Cat: How has your work shifted due to the pandemic?

Robert: It affected me in many ways. Since I work realistically and rely on photographs, I had to change my approach. I couldn’t hire models. So, I wanted to try this method where I don’t rely on models, which I’ve done in the past but then would nitpick my sketches. But the pandemic forced me to go ahead and try this other method again which involves doing a lot of research and searching for poses. It doesn’t matter who the person is or what race they are, I just look for the poses. I even have these mannequins that I can pose. They are pretty realistic. I have men and women, and I can pose them, and then from there, do sketches. And then, with my research, I would look at the clothing at that point in time and try to duplicate the clothing into my drawings. It’s a lot of inventing. There was so much work, and it was really hard, but I learned a lot from trying it this way.

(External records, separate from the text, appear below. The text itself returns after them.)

//! Cache-aside statistics service
//!
//! Readers check the cache first and recompute from the durable store on a
//! miss. The TTL is not fixed: as the capacity level climbs, the extended
//! TTL trades freshness for store pressure. Writers call `invalidate()`
//! before returning success, so a reader is never more than one generation
//! stale.

use chrono::Utc;
use std::sync::Arc;
use std::time::Duration;
use tracing::debug;

use crate::cache::TtlCache;
use crate::capacity::{CapacityLevel, FeatureFlags};
use crate::median::{date_bounds, weighted_median};
use crate::store::SubmissionStore;
use crate::types::{AggregateStats, AlmanacError, Result, StatsReading};

/// Fixed cache key for the aggregate view
pub const STATS_CACHE_KEY: &str = "stats:aggregate";

/// Tuning for the statistics layer
#[derive(Debug, Clone, Copy)]
pub struct StatsConfig {
    /// Baseline TTL under normal load
    pub ttl: Duration,
    /// TTL once the capacity level asks for the extended cache
    pub extended_ttl: Duration,
    /// Minimum submissions before a median is published
    pub min_sample_count: u64,
}

impl Default for StatsConfig {
    fn default() -> Self {
        Self {
            ttl: Duration::from_secs(300),
            extended_ttl: Duration::from_secs(1800),
            min_sample_count: 50,
        }
    }
}

/// Aggregate statistics with a cache-aside read path
pub struct StatsService {
    store: Arc<dyn SubmissionStore>,
    cache: Arc<TtlCache>,
    config: StatsConfig,
}

impl StatsService {
    pub fn new(store: Arc<dyn SubmissionStore>, cache: Arc<TtlCache>, config: StatsConfig) -> Self {
        Self { store, cache, config }
    }

    /// Read the aggregate view. The bool is true on a cache hit.
    pub async fn read(&self, level: CapacityLevel) -> Result<(StatsReading, bool)> {
        if let Some(reading) = self.cache.get_json::<StatsReading>(STATS_CACHE_KEY) {
            return Ok((reading, true));
        }

        let reading = self.recompute().await?;
        self.cache
            .put_json(STATS_CACHE_KEY, &reading, self.ttl_for_level(level));
        Ok((reading, false))
    }

    /// Drop the cached view so the next read reflects the latest write.
    pub fn invalidate(&self) {
        if self.cache.remove(STATS_CACHE_KEY) {
            debug!("Aggregate statistics invalidated");
        }
    }

    /// Which TTL the current degradation level asks for.
    pub fn ttl_for_level(&self, level: CapacityLevel) -> Duration {
        if FeatureFlags::for_level(level).extended_cache {
            self.config.extended_ttl
        } else {
            self.config.ttl
        }
    }

    async fn recompute(&self) -> Result<StatsReading> {
        let samples = self.store.samples().await?;
        let count = samples.len() as u64;

        if count < self.config.min_sample_count {
            debug!(count, required = self.config.min_sample_count, "Too few submissions for a median");
            return Ok(StatsReading::InsufficientData {
                count,
                required: self.config.min_sample_count,
            });
        }

        if samples.iter().any(|(_, w)| *w < 0.0) {
            return Err(AlmanacError::Invariant(
                "negative submission weight in aggregate input".to_string(),
            ));
        }

        let median = weighted_median(&samples).ok_or_else(|| {
            AlmanacError::Invariant("median undefined for non-empty sample set".to_string())
        })?;
        let (min, max) = date_bounds(&samples).ok_or_else(|| {
            AlmanacError::Invariant("bounds undefined for non-empty sample set".to_string())
        })?;

        debug!(count, %median, "Aggregate statistics recomputed");
        Ok(StatsReading::Ready(AggregateStats {
            median,
            min,
            max,
            count,
            computed_at: Utc::now(),
        }))
    }
}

Cat: What would you tell somebody who is interested in pursuing illustrating, particularly illustrating for children’s books? 

Robert: To be an illustrator, you have to be able to draw. Fine artists, if they don’t like drawing people, but like drawing landscapes, they can stick to landscapes. But as an illustrator, we don’t have that choice. We have to do landscapes, people, animals, buildings, cities, cars, I mean, everything. You have to be able to draw to show action. If the story takes place in Paris, then you have to be able to illustrate Paris. You have to be able to pull that off. Especially in children’s books, you’ve got to be able to draw. So, sharpen your drawing skills. And then, find a medium that you like working in, whether it be watercolor, acrylics, pastel, colored pencils. Nowadays, you can work in whatever medium you want. Choose a medium that comes natural to you and practice drawing as much as you can.  

Cat: What makes children’s books special to you, versus any other type of story.

Robert: Children’s books are a great way to teach empathy to kids which is something that we need. It teaches them to become a little bit more open-minded. There’s a lot of bullying that goes on with kids in schools, and a few of the books that I have illustrated touch on that subject and how to handle getting bullied. Children’s books can be very helpful to kids. They are great when it comes to teaching kids about different cultures, races and people without being preachy. It opens up the familiarity to them. It’s also fun because it opens up your world to stories, fantasy and imagination. As an artist and children’s book illustrator, I find it so special to be a part of that. To know my work touches these kids up to a certain point, and it becomes part of them. It’s special that I had a little bit of a part in their growing up. That’s a nice honor, I think.